### Exercise
Show all lines of the listing that contain the word "chunks".

━━━

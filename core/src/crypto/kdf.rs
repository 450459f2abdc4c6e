// ## src/crypto/kdf.rs

//! crypto/kdf.rs
//! Password-based key derivation (memory-hard).
//!
//! Design:
//! - `derive(passphrase, salt, cost) -> key`; the salt is random per message and the
//!   cost parameters travel with the encryption descriptor.
//! - Each scheme owns its cost shape; a foreign cost variant is a configuration error.
//! - Costs arrive from untrusted records, so work factors are capped (`kdf_limits`)
//!   before any memory is committed.
//! - Empty passphrases are refused before any work is done.

use std::sync::Arc;

use argon2::{Argon2, Params as Argon2Params, Version};
use serde::{Deserialize, Serialize};

use crate::constants::{defaults, kdf_limits};
use crate::crypto::types::{CryptoError, KEY_LEN_32};
use crate::scheme::{Registry, Scheme};

/// Work-factor parameters, tagged by scheme shape.
#[derive(Clone, Debug, PartialEq, Eq, Serialize, Deserialize)]
#[serde(tag = "type", rename_all = "lowercase")]
pub enum KdfCost {
    Argon2 { m_cost: u32, t_cost: u32, p_cost: u32 },
    Scrypt { log_n: u8, r: u32, p: u32 },
}

pub trait KdfScheme: Scheme {
    fn default_cost(&self) -> KdfCost;

    /// Reject cost parameters the scheme cannot run with.
    fn validate_cost(&self, cost: &KdfCost) -> Result<(), CryptoError>;

    /// Fill `out` with key material derived from `passphrase` and `salt`.
    fn derive(
        &self,
        passphrase: &[u8],
        salt: &[u8],
        cost: &KdfCost,
        out: &mut [u8],
    ) -> Result<(), CryptoError>;
}

struct Argon2id;

impl Argon2id {
    fn params(&self, cost: &KdfCost, out_len: Option<usize>) -> Result<Argon2Params, CryptoError> {
        match *cost {
            KdfCost::Argon2 { m_cost, t_cost, p_cost } => {
                if m_cost > kdf_limits::ARGON2_MAX_M_COST
                    || t_cost > kdf_limits::ARGON2_MAX_T_COST
                    || p_cost > kdf_limits::ARGON2_MAX_P_COST
                {
                    return Err(CryptoError::InvalidCost {
                        scheme: "ARGON2ID",
                        msg: format!("cost m={m_cost} t={t_cost} p={p_cost} exceeds the accepted maximum"),
                    });
                }
                Argon2Params::new(m_cost, t_cost, p_cost, out_len)
                    .map_err(|e| CryptoError::InvalidCost { scheme: "ARGON2ID", msg: e.to_string() })
            }
            KdfCost::Scrypt { .. } => Err(CryptoError::InvalidCost {
                scheme: "ARGON2ID",
                msg: "scrypt parameters given".into(),
            }),
        }
    }
}

impl Scheme for Argon2id {
    fn name(&self) -> &'static str {
        "ARGON2ID"
    }
}

impl KdfScheme for Argon2id {
    fn default_cost(&self) -> KdfCost {
        KdfCost::Argon2 {
            m_cost: defaults::ARGON2_M_COST,
            t_cost: defaults::ARGON2_T_COST,
            p_cost: defaults::ARGON2_P_COST,
        }
    }

    fn validate_cost(&self, cost: &KdfCost) -> Result<(), CryptoError> {
        self.params(cost, None).map(|_| ())
    }

    fn derive(
        &self,
        passphrase: &[u8],
        salt: &[u8],
        cost: &KdfCost,
        out: &mut [u8],
    ) -> Result<(), CryptoError> {
        if passphrase.is_empty() {
            return Err(CryptoError::EmptyPassphrase);
        }
        let params = self.params(cost, Some(out.len()))?;
        Argon2::new(argon2::Algorithm::Argon2id, Version::V0x13, params)
            .hash_password_into(passphrase, salt, out)
            .map_err(|e| CryptoError::Failure(format!("argon2id: {e}")))
    }
}

struct Scrypt;

impl Scrypt {
    fn params(&self, cost: &KdfCost, out_len: usize) -> Result<scrypt::Params, CryptoError> {
        match *cost {
            KdfCost::Scrypt { log_n, r, p } => {
                let memory = (128 * u64::from(r)).checked_shl(u32::from(log_n)).unwrap_or(u64::MAX);
                if log_n > kdf_limits::SCRYPT_MAX_LOG_N
                    || p > kdf_limits::SCRYPT_MAX_P
                    || memory > kdf_limits::SCRYPT_MAX_MEMORY
                {
                    return Err(CryptoError::InvalidCost {
                        scheme: "SCRYPT",
                        msg: format!("cost log_n={log_n} r={r} p={p} exceeds the accepted maximum"),
                    });
                }
                scrypt::Params::new(log_n, r, p, out_len)
                    .map_err(|e| CryptoError::InvalidCost { scheme: "SCRYPT", msg: e.to_string() })
            }
            KdfCost::Argon2 { .. } => Err(CryptoError::InvalidCost {
                scheme: "SCRYPT",
                msg: "argon2 parameters given".into(),
            }),
        }
    }
}

impl Scheme for Scrypt {
    fn name(&self) -> &'static str {
        "SCRYPT"
    }
}

impl KdfScheme for Scrypt {
    fn default_cost(&self) -> KdfCost {
        KdfCost::Scrypt {
            log_n: defaults::SCRYPT_LOG_N,
            r: defaults::SCRYPT_R,
            p: defaults::SCRYPT_P,
        }
    }

    fn validate_cost(&self, cost: &KdfCost) -> Result<(), CryptoError> {
        self.params(cost, KEY_LEN_32).map(|_| ())
    }

    fn derive(
        &self,
        passphrase: &[u8],
        salt: &[u8],
        cost: &KdfCost,
        out: &mut [u8],
    ) -> Result<(), CryptoError> {
        if passphrase.is_empty() {
            return Err(CryptoError::EmptyPassphrase);
        }
        let params = self.params(cost, out.len())?;
        scrypt::scrypt(passphrase, salt, &params, out)
            .map_err(|e| CryptoError::Failure(format!("scrypt: {e}")))
    }
}

pub fn register_standard(registry: &mut Registry<dyn KdfScheme>) {
    registry.register(Arc::new(Argon2id));
    registry.register(Arc::new(Scrypt));
}

#[cfg(test)]
mod tests {
    use super::*;
    use crate::scheme::SchemeFamily;

    fn registry() -> Registry<dyn KdfScheme> {
        let mut r: Registry<dyn KdfScheme> = Registry::new(SchemeFamily::Kdf);
        register_standard(&mut r);
        r
    }

    fn cheap(name: &str) -> KdfCost {
        match name {
            "ARGON2ID" => KdfCost::Argon2 { m_cost: 8 * 1024, t_cost: 1, p_cost: 1 },
            _ => KdfCost::Scrypt { log_n: 4, r: 8, p: 1 },
        }
    }

    #[test]
    fn derivation_is_deterministic_and_salted() {
        for name in ["ARGON2ID", "SCRYPT"] {
            let kdf = registry().by_name(name).unwrap();
            let cost = cheap(name);
            let (mut a, mut b, mut c) = ([0u8; 32], [0u8; 32], [0u8; 32]);
            kdf.derive(b"pw", &[1u8; 16], &cost, &mut a).unwrap();
            kdf.derive(b"pw", &[1u8; 16], &cost, &mut b).unwrap();
            kdf.derive(b"pw", &[2u8; 16], &cost, &mut c).unwrap();
            assert_eq!(a, b, "{name}");
            assert_ne!(a, c, "{name}");
        }
    }

    #[test]
    fn empty_passphrase_rejected() {
        let kdf = registry().by_name("scrypt").unwrap();
        let mut out = [0u8; 32];
        let err = kdf.derive(b"", &[1u8; 16], &cheap("SCRYPT"), &mut out).unwrap_err();
        assert_eq!(err, CryptoError::EmptyPassphrase);
    }

    #[test]
    fn foreign_cost_shape_rejected() {
        let kdf = registry().by_name("ARGON2ID").unwrap();
        assert!(kdf.validate_cost(&cheap("SCRYPT")).is_err());
        assert!(kdf.validate_cost(&kdf.default_cost()).is_ok());
    }

    #[test]
    fn oversized_costs_rejected() {
        let scrypt = registry().by_name("SCRYPT").unwrap();
        assert!(scrypt.validate_cost(&KdfCost::Scrypt { log_n: 20, r: 8, p: 1 }).is_ok());
        for cost in [
            KdfCost::Scrypt { log_n: 21, r: 1, p: 1 },
            KdfCost::Scrypt { log_n: 44, r: 8, p: 1 },
            KdfCost::Scrypt { log_n: 18, r: 64, p: 1 },
            KdfCost::Scrypt { log_n: 10, r: 8, p: 64 },
        ] {
            assert!(matches!(scrypt.validate_cost(&cost), Err(CryptoError::InvalidCost { .. })), "{cost:?}");
        }

        let argon = registry().by_name("ARGON2ID").unwrap();
        for cost in [
            KdfCost::Argon2 { m_cost: 4 * 1024 * 1024, t_cost: 1, p_cost: 1 },
            KdfCost::Argon2 { m_cost: 8 * 1024, t_cost: 1_000, p_cost: 1 },
            KdfCost::Argon2 { m_cost: 8 * 1024, t_cost: 1, p_cost: 255 },
        ] {
            assert!(matches!(argon.validate_cost(&cost), Err(CryptoError::InvalidCost { .. })), "{cost:?}");
        }
    }

    #[test]
    fn cost_serializes_tagged() {
        let json = serde_json::to_string(&KdfCost::Scrypt { log_n: 4, r: 8, p: 1 }).unwrap();
        assert_eq!(json, r#"{"type":"scrypt","log_n":4,"r":8,"p":1}"#);
    }
}
#[cfg(test)]
mod telemetry_snapshot_tests {
    use std::time::Duration;

    use pqseal_core::telemetry::{Stage, StageReport, TelemetryCounters, TelemetrySnapshot, TelemetryTimer};

    fn make_counters() -> TelemetryCounters {
        let mut c = TelemetryCounters::default();
        c.record(&StageReport { bytes_in: 100, ..StageReport::new(Stage::Sign) });
        c.record(&StageReport { bytes_in: 100, bytes_out: 80, ..StageReport::new(Stage::Compress) });
        c.record(&StageReport { bytes_in: 80, bytes_out: 80, ..StageReport::new(Stage::Encrypt) });
        c.record(&StageReport { bytes_in: 80, bytes_out: 84, chunks: 2, overhead: 4, ..StageReport::new(Stage::Encode) });
        c.add_overhead(40);
        c
    }

    fn make_timer() -> TelemetryTimer {
        let mut timer = TelemetryTimer::new();
        std::thread::sleep(Duration::from_millis(20)); // ensure elapsed > stage times
        timer.add_stage_time(Stage::Sign, Duration::from_millis(5));
        timer.add_stage_time(Stage::Compress, Duration::from_millis(10));
        timer.add_stage_time(Stage::Compress, Duration::from_millis(1));
        timer.finish();
        timer
    }

    #[test]
    fn snapshot_counts() {
        let snap = TelemetrySnapshot::from(&make_counters(), &make_timer());
        assert_eq!(snap.bytes_plaintext, 100);
        assert_eq!(snap.bytes_compressed, 80);
        assert_eq!(snap.bytes_ciphertext, 80);
        assert_eq!(snap.bytes_body, 80);
        assert_eq!(snap.bytes_overhead, 44);
        assert_eq!(snap.chunks, 2);
        assert_eq!(snap.output_bytes(), 124);
        assert!((snap.compression_ratio - 0.8).abs() < 1e-9);
    }

    #[test]
    fn stage_times_accumulate() {
        let snap = TelemetrySnapshot::from(&make_counters(), &make_timer());
        assert_eq!(snap.stage_times.get(Stage::Compress), Duration::from_millis(11));
        assert!(snap.has_all_stages(&[Stage::Sign, Stage::Compress]));
        assert!(!snap.has_all_stages(&[Stage::Decrypt]));
        assert!(snap.elapsed >= snap.total_stage_time());
        assert!(snap.throughput_plaintext_bytes_per_sec > 0.0);
    }

    #[test]
    fn uncompressed_ratio_is_one() {
        let mut c = TelemetryCounters::default();
        c.record(&StageReport { bytes_in: 10, ..StageReport::new(Stage::Read) });
        let snap = TelemetrySnapshot::from(&c, &TelemetryTimer::new());
        assert_eq!(snap.compression_ratio, 1.0);
        assert_eq!(snap.bytes_compressed, 10);
    }

    #[test]
    fn snapshot_serializes() {
        let snap = TelemetrySnapshot::from(&make_counters(), &make_timer());
        let json = serde_json::to_string(&snap).unwrap();
        let back: TelemetrySnapshot = serde_json::from_str(&json).unwrap();
        assert_eq!(back.chunks, snap.chunks);
        assert_eq!(back.stage_times.get(Stage::Sign), Duration::from_millis(5));
    }
}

━━━

### Exercise response
        c.record(&StageReport { bytes_in: 80, bytes_out: 84, chunks: 2, overhead: 4, ..StageReport::new(Stage::Encode) });
        assert_eq!(snap.chunks, 2);
        assert_eq!(back.chunks, snap.chunks);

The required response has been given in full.